▶ [TASK GOAL]
Beginning with the line that has "pub fn is_empty(&self)", please write out the remaining lines of the material exactly, the last one included.
◇ ◇ ◇
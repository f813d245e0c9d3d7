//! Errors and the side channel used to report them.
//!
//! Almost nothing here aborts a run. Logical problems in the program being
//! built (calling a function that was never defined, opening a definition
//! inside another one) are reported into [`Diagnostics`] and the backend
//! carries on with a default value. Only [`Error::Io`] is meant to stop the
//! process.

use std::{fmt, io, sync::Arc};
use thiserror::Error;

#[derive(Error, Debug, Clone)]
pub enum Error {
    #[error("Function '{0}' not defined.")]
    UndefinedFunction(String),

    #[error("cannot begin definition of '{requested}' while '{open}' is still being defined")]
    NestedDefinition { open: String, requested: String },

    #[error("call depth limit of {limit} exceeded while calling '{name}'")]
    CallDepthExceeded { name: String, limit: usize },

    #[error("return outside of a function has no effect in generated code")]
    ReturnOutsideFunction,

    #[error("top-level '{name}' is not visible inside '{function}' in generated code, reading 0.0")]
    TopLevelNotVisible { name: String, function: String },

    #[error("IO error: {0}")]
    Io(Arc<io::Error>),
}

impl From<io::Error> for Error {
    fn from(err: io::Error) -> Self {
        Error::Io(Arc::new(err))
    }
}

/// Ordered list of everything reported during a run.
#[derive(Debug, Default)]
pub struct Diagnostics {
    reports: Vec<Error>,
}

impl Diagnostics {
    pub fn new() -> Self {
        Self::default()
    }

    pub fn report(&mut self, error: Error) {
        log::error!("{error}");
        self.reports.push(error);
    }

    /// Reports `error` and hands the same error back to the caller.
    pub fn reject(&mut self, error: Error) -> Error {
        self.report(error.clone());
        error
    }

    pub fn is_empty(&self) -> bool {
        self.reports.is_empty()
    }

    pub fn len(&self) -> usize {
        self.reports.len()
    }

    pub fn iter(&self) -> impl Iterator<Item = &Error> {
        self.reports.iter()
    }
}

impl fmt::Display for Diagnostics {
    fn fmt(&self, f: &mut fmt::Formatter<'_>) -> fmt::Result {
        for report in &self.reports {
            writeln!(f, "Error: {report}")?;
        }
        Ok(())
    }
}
◇ ◇ ◇
▶ [EXPECTED ANSWER]
    pub fn is_empty(&self) -> bool {
        self.reports.is_empty()
    }

    pub fn len(&self) -> usize {
        self.reports.len()
    }

    pub fn iter(&self) -> impl Iterator<Item = &Error> {
        self.reports.iter()
    }
}

impl fmt::Display for Diagnostics {
    fn fmt(&self, f: &mut fmt::Formatter<'_>) -> fmt::Result {
        for report in &self.reports {
            writeln!(f, "Error: {report}")?;
        }
        Ok(())
    }
}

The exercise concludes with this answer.